Get started with the first part here.

This is the story of Rolf Kasten ….”I grew into music when I was 4 years old. My grandpa was a musician, my uncle was a musician, my father was a musician. My father started teaching me to play on the piano then, and strange enough, I liked it. Some years later, maybe at the age of 8 or 9 I got my first reel-to-reel recorder, a Uher tape machine, equipped with a terrible microphone, but the rest of the tool was excellent for its time. And as my recordings were quite ugly because of the bad microphone, I started messing around with the machine, and got fascinated what interesting sounds I got, when changing the speed of the tape, when playing back my recordings. Later I started recording from the radio (via cable), and again it was not Chuck Berry, nor Little Richard, nor – wow! – Jerry Lee Lewis, nor Muddy Waters, who drew my attention most (even if I liked them, and do so until today), but the radio static I had caught on tape, the radio static and how it sounded, when experimenting with the tape´s speed. Like most, if not all, of my mates I took it for granted, that changing the speed of a recorded piece of sound means changing its pitch. And so I didn´t mind, that the sounds I got when turning the reels manually and very very slowly were pitched down a lot, and didn´t represent the real sonic goings on during that second (nobody thought of milliseconds concerning sound back in the days) I was scanning over again and again. Well, it was a long time later, in my early twenties, I had got me an ARP Odyssey some weeks ago then (I couldn´t afford an ARP 2600), when I read about Xenakis and his work with tape. Understandably I started my own experiments with recorded ARP sounds and tape (snippets of tape). Again a good deal later the age of affordable little computers began. My first one was a Sinclair ZX81, and I had some fun learning the language BASIC. Later I bought an Apple IIe. But it was not before I came upon Atari´s 1040 ST and C-Lab´s MIDI sequencer software “Creator” (then a bit later “Notator”), that I understood the importance of IT concerning music and music production. I was still eagerly looking for ways how to be able to buy something modular So it didn´t occur to me, that even generating sounds (like with my synthesizers) could be a matter to be approached by computers. This changed, when Yamaha started selling its CX5M, a combination of a computer and an FM synth. I bought one and started designing sound with it”.

“Nevertheless it still took a lot of years more before I jumped on the VST/AU train, and with the new technology called “PC” getting better more and more, working with grains got digital, got easier to handle, and the manageable grain size got smaller and smaller.
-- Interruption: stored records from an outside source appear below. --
/*!
 * WebVTT object model.
 *
 * - `cue`: a single timed caption with optional positioning settings
 * - `file`: the document holding the header, a comment block and the cues
 * - `settings`: keyword sets accepted by cue settings
 *
 * Chapters, regions and style blocks are not supported.
 */

pub mod cue;
pub mod file;
pub mod settings;

pub use cue::{WebVttCue, is_valid_cue_time};
pub use file::WebVttFile;
pub use settings::{LineAlign, PositionAlign, TextAlign, Vertical};

/// Native line terminator used for every emitted line
#[cfg(windows)]
pub const LINE_TERMINATOR: &str = "\r\n";
/// Native line terminator used for every emitted line
#[cfg(not(windows))]
pub const LINE_TERMINATOR: &str = "\n";

/// Blank-line block terminator
#[cfg(windows)]
pub const VTT_TERMINATION: &str = "\r\n\r\n";
/// Blank-line block terminator
#[cfg(not(windows))]
pub const VTT_TERMINATION: &str = "\n\n";

/// Magic first line of every WebVTT file
pub const VTT_FILE_HEADER: &str = "WEBVTT";

/// Prefix of a comment block
pub const VTT_COMMENT_PREFIX: &str = "NOTE";
use std::fmt;

use once_cell::sync::Lazy;
use regex::Regex;

use crate::errors::{Result, WebVttError};
use crate::webvtt::settings::{
    self, LineAlign, PositionAlign, TextAlign, Vertical,
};
use crate::webvtt::{LINE_TERMINATOR, VTT_TERMINATION};

// @module: A single WebVTT cue

// @const: Cue timestamp, `hh:mm:ss.ttt` with 2-4 hour digits, ASCII only
static VTT_TIME_REGEX: Lazy<Regex> = Lazy::new(|| {
    Regex::new(r"^[0-9]{2,4}:[0-9]{2}:[0-9]{2}\.[0-9]{3}$").unwrap()
});

/// Check a timestamp against the strict cue time format
pub fn is_valid_cue_time(time: &str) -> bool {
    VTT_TIME_REGEX.is_match(time)
}

// @validates: Trimmed cue time
fn validated_time(time: &str) -> Result<String> {
    let time = time.trim();
    if is_valid_cue_time(time) {
        Ok(time.to_string())
    } else {
        Err(WebVttError::Validation(format!(
            "time must be given in the `hh:mm:ss.ttt` format, got `{}`",
            time
        )))
    }
}

/// Single caption entry of a WebVTT file
///
/// Start and end times are always valid against the cue time format; every
/// optional setting is checked before it is stored, and a failed setter
/// leaves the previous value untouched.
#[derive(Debug, Clone, PartialEq, Eq)]
pub struct WebVttCue {
    // @field: Cue identifier
    id: String,

    // @field: Start time `hh:mm:ss.ttt`
    start_time: String,

    // @field: End time `hh:mm:ss.ttt`
    end_time: String,

    // @field: Payload, single line
    text: String,

    vertical: Option<Vertical>,
    line: String,
    position: String,
    size: String,
    align: Option<TextAlign>,
}

impl WebVttCue {
    /// Create a cue, validating both times
    pub fn new(start_time: &str, end_time: &str, text: &str) -> Result<Self> {
        let mut cue = Self {
            id: String::new(),
            start_time: validated_time(start_time)?,
            end_time: validated_time(end_time)?,
            text: String::new(),
            vertical: None,
            line: String::new(),
            position: String::new(),
            size: String::new(),
            align: None,
        };
        cue.set_text(text);
        Ok(cue)
    }

    pub fn id(&self) -> &str {
        &self.id
    }

    /// Any string is accepted, surrounding whitespace is dropped
    pub fn set_id(&mut self, id: impl AsRef<str>) {
        self.id = id.as_ref().trim().to_string();
    }

    pub fn start_time(&self) -> &str {
        &self.start_time
    }

    pub fn set_start_time(&mut self, start_time: &str) -> Result<()> {
        self.start_time = validated_time(start_time)?;
        Ok(())
    }

    pub fn end_time(&self) -> &str {
        &self.end_time
    }

    pub fn set_end_time(&mut self, end_time: &str) -> Result<()> {
        self.end_time = validated_time(end_time)?;
        Ok(())
    }

    pub fn text(&self) -> &str {
        &self.text
    }

    /// Set the payload.
    ///
    /// The text is trimmed and tabs, carriage returns and line feeds are
    /// removed, so a blank line can never end up inside the cue block.
    /// Cue text tags (`<b>`, `<i>`, `<v Name>`, timestamp tags...) are kept
    /// as given.
    pub fn set_text(&mut self, text: &str) {
        self.text = text
            .trim()
            .chars()
            .filter(|c| !matches!(c, '\t' | '\r' | '\n'))
            .collect();
    }

    /// Vertical setting, empty when the cue is horizontal
    pub fn vertical(&self) -> &str {
        self.vertical.map(|v| v.as_str()).unwrap_or("")
    }

    /// Set the writing direction; an empty value leaves the setting unchanged
    pub fn set_vertical(&mut self, vertical: &str) -> Result<()> {
        if let Some(vertical) = settings::parse_optional::<Vertical>(vertical)? {
            self.vertical = Some(vertical);
        }
        Ok(())
    }

    pub fn line(&self) -> &str {
        &self.line
    }

    /// Set the line position: a signed line number or a percentage, with an
    /// optional `start`/`center`/`end` alignment
    pub fn set_line(&mut self, line: &str, alignment: &str) -> Result<()> {
        let line = line.trim();
        if !settings::is_line_value(line) {
            return Err(WebVttError::Validation(format!(
                "line setting must be a positive or negative integer, or a percentage between 0 and 100 followed by a `%`, got `{}`",
                line
            )));
        }
        let alignment = settings::parse_optional::<LineAlign>(alignment)?;
        self.line = settings::join_setting(line, alignment);
        Ok(())
    }

    pub fn position(&self) -> &str {
        &self.position
    }

    /// Set the horizontal position percentage with an optional
    /// `line-left`/`center`/`line-right` alignment
    pub fn set_position(&mut self, position: &str, alignment: &str) -> Result<()> {
        let position = position.trim();
        if !settings::is_percentage(position) {
            return Err(WebVttError::Validation(format!(
                "position setting must be a value between 0 and 100 followed by a `%`, got `{}`",
                position
            )));
        }
        let alignment = settings::parse_optional::<PositionAlign>(alignment)?;
        self.position = settings::join_setting(position, alignment);
        Ok(())
    }

    pub fn size(&self) -> &str {
        &self.size
    }

    pub fn set_size(&mut self, size: &str) -> Result<()> {
        let size = size.trim();
        if !settings::is_percentage(size) {
            return Err(WebVttError::Validation(format!(
                "size setting must be a value between 0 and 100 followed by a `%`, got `{}`",
                size
            )));
        }
        self.size = size.to_string();
        Ok(())
    }

    pub fn align(&self) -> &str {
        self.align.map(|a| a.as_str()).unwrap_or("")
    }

    pub fn set_align(&mut self, align: &str) -> Result<()> {
        self.align = Some(align.parse()?);
        Ok(())
    }

    // @returns: ` name:value` for every non-empty setting, fixed order
    fn format_settings(&self) -> String {
        let entries = [
            ("vertical", self.vertical()),
            ("line", self.line()),
            ("position", self.position()),
            ("size", self.size()),
            ("align", self.align()),
        ];

        entries
            .iter()
            .filter(|(_, value)| !value.is_empty())
            .map(|(name, value)| format!(" {}:{}", name, value))
            .collect()
    }
}

impl fmt::Display for WebVttCue {
    fn fmt(&self, f: &mut fmt::Formatter) -> fmt::Result {
        write!(f, "{}{}", self.id, LINE_TERMINATOR)?;
        write!(
            f,
            "{} --> {}{}{}",
            self.start_time,
            self.end_time,
            self.format_settings(),
            LINE_TERMINATOR
        )?;
        write!(f, "{}{}", self.text, VTT_TERMINATION)
    }
}
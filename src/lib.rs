/*!
 * # ttaf2vtt - TTAF1 timed text to WebVTT
 *
 * A Rust library for building WebVTT caption files and converting legacy
 * TTAF1 XML subtitles into them.
 *
 * ## Features
 *
 * - WebVTT object model with validated cue timing and cue settings
 *   (vertical, line, position, size, align)
 * - Byte-exact WebVTT serialization (header, `NOTE` comment, cues)
 * - Normalization of loose `mm:ss` / `hh:mm:ss[.,]fff` timestamps
 * - TTAF1 (`body/div/p`) conversion with per-cue error isolation
 * - A converter trait for other source formats
 * - Directory conversion with bounded parallelism
 *
 * ## Architecture
 *
 * - `webvtt`: cue, file and cue setting types
 * - `time_format`: timestamp normalization
 * - `converters`: the `WebVttConverter` trait and the TTAF converter
 * - `file_utils`: file system capability (local and in-memory) and
 *   directory helpers
 * - `app_config`: configuration management
 * - `app_controller`: single-file and directory conversion
 * - `errors`: error types for the library
 *
 * Chapters, regions, style blocks and reading existing WebVTT files are not
 * supported.
 *
 * ## License
 *
 * This project is licensed under the MIT License
 */

// Global lints configuration
// These lints will be allowed but not auto-fixed
#![allow(clippy::uninlined_format_args)]

// Public modules
pub mod app_config;
pub mod app_controller;
pub mod converters;
pub mod errors;
pub mod file_utils;
pub mod time_format;
pub mod webvtt;

// Re-export main types for easier usage
pub use app_config::Config;
pub use converters::{ConversionStats, IdPolicy, TtafConverter, WebVttConverter};
pub use errors::WebVttError;
pub use file_utils::{FileSystem, LocalFileSystem, MemoryFileSystem};
pub use time_format::normalize_cue_time;
pub use webvtt::{WebVttCue, WebVttFile};
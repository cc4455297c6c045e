/*!
 * Tests for file system capability and directory helpers
 */

use std::fs;
use std::path::{Path, PathBuf};

use anyhow::Result;
use ttaf2vtt::errors::WebVttError;
use ttaf2vtt::file_utils::{FileManager, FileSystem, LocalFileSystem, MemoryFileSystem};
use crate::common;

#[test]
fn test_find_files_withMixedEntries_shouldReturnMatchingTopLevelFiles() -> Result<()> {
    let temp_dir = common::create_temp_dir()?;
    let dir = temp_dir.path();
    common::create_test_file(dir, "b.xml", "<tt/>")?;
    common::create_test_file(dir, "A.XML", "<tt/>")?;
    common::create_test_file(dir, "notes.txt", "ignored")?;
    fs::create_dir(dir.join("nested"))?;
    common::create_test_file(&dir.join("nested"), "c.xml", "<tt/>")?;

    let files = FileManager::find_files(dir, "xml")?;

    assert_eq!(files, vec![dir.join("A.XML"), dir.join("b.xml")]);
    Ok(())
}

#[test]
fn test_output_path_for_shouldSwapExtensionAndDirectory() {
    let output = FileManager::output_path_for("captions/episode1.xml", "out", "vtt");
    assert_eq!(output, PathBuf::from("out/episode1.vtt"));

    let output = FileManager::output_path_for("episode.final.xml", "out", ".vtt");
    assert_eq!(output, PathBuf::from("out/episode.final.vtt"));
}

#[test]
fn test_local_create_dir_withExistingDir_shouldSucceed() -> Result<()> {
    let temp_dir = common::create_temp_dir()?;
    let target = temp_dir.path().join("out");

    LocalFileSystem.create_dir(&target)?;
    LocalFileSystem.create_dir(&target)?;

    assert!(LocalFileSystem.is_dir(&target));
    assert!(LocalFileSystem.is_writable_dir(&target));
    Ok(())
}

#[test]
fn test_local_create_dir_withMissingParent_shouldFail() -> Result<()> {
    let temp_dir = common::create_temp_dir()?;
    let target = temp_dir.path().join("missing").join("out");

    assert!(LocalFileSystem.create_dir(&target).is_err());
    Ok(())
}

#[test]
fn test_local_read_and_write_shouldRoundTripContent() -> Result<()> {
    let temp_dir = common::create_temp_dir()?;
    let target = temp_dir.path().join("sample.vtt");

    LocalFileSystem.write(&target, "WEBVTT\n\n")?;

    assert!(LocalFileSystem.is_readable(&target));
    assert_eq!(LocalFileSystem.read_to_string(&target)?, "WEBVTT\n\n");
    assert!(!LocalFileSystem.is_readable(&temp_dir.path().join("absent.vtt")));
    Ok(())
}

#[test]
fn test_local_write_intoNonDirectory_shouldFailWithIo() -> Result<()> {
    let temp_dir = common::create_temp_dir()?;
    let blocker = common::create_test_file(temp_dir.path(), "blocker", "plain file")?;
    let target = blocker.join("sample.vtt");

    assert!(!LocalFileSystem.is_writable_dir(&blocker));
    let result = LocalFileSystem.write(&target, "WEBVTT\n\n");

    assert!(matches!(result, Err(WebVttError::Io { .. })));
    Ok(())
}

#[test]
fn test_memory_fs_shouldTrackDirectoriesAndFiles() {
    let fs = MemoryFileSystem::new();
    fs.add_file("src/a.xml", "<tt/>");

    assert!(fs.is_dir(Path::new("src")));
    assert!(fs.is_dir(Path::new(".")));
    assert!(fs.is_file(Path::new("src/a.xml")));
    assert!(fs.is_readable(Path::new("src/a.xml")));
    assert!(!fs.is_file(Path::new("src")));

    fs.create_dir(Path::new("src/out")).unwrap();
    assert!(fs.is_writable_dir(Path::new("src/out")));

    fs.set_read_only("src");
    assert!(!fs.is_writable_dir(Path::new("src")));
    assert!(fs.write(Path::new("src/b.xml"), "x").is_err());
}

#[test]
fn test_memory_fs_find_files_shouldFilterByDirectoryAndExtension() {
    let fs = MemoryFileSystem::new();
    fs.add_file("src/b.xml", "");
    fs.add_file("src/a.XML", "");
    fs.add_file("src/readme.txt", "");
    fs.add_file("src/deep/c.xml", "");

    let files = fs.find_files(Path::new("src"), "xml").unwrap();

    assert_eq!(files, vec![PathBuf::from("src/a.XML"), PathBuf::from("src/b.xml")]);
    assert!(fs.find_files(Path::new("nowhere"), "xml").is_err());
}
I had discovered more powerful languages than BASIC in the meantime, and when the Internet, and later the “www” spread across the country more and more, learning to code, communicating with other sound workers, and getting my hands on more and more information got fast and easy. Speed and pitch had already got independent from each other quite a time ago, and there were even the first granularly sound processing applications, as well as developing environments with graphical user interfaces on the market – i.e. NI´s Reaktor, just to name the probably most famous of them. And so I could dive deeper into investigating sonic grains than I had ever hoped to be able to. And I did. Interesting enough it was exploring of sonic grains, which let me intensify my works with microphones – out there in the wild as well as in my own flat. Recording sounds somewhere and working on them later in the studio supplemented not only my granular studies well. My need for more flexible tools to process my recordings made even my old love for modular synthesis and modular sound design blossom again, and that the more as in the modular world analogue and digital, classic and IT based can coexist and build a highly creative environment. Even tape finds its place here in my hybrid approach to working with and working on sound. I nearly forgot to mention my love for vintage synths and for DIY projects, but, well, just explore this website.) Enjoy your day!”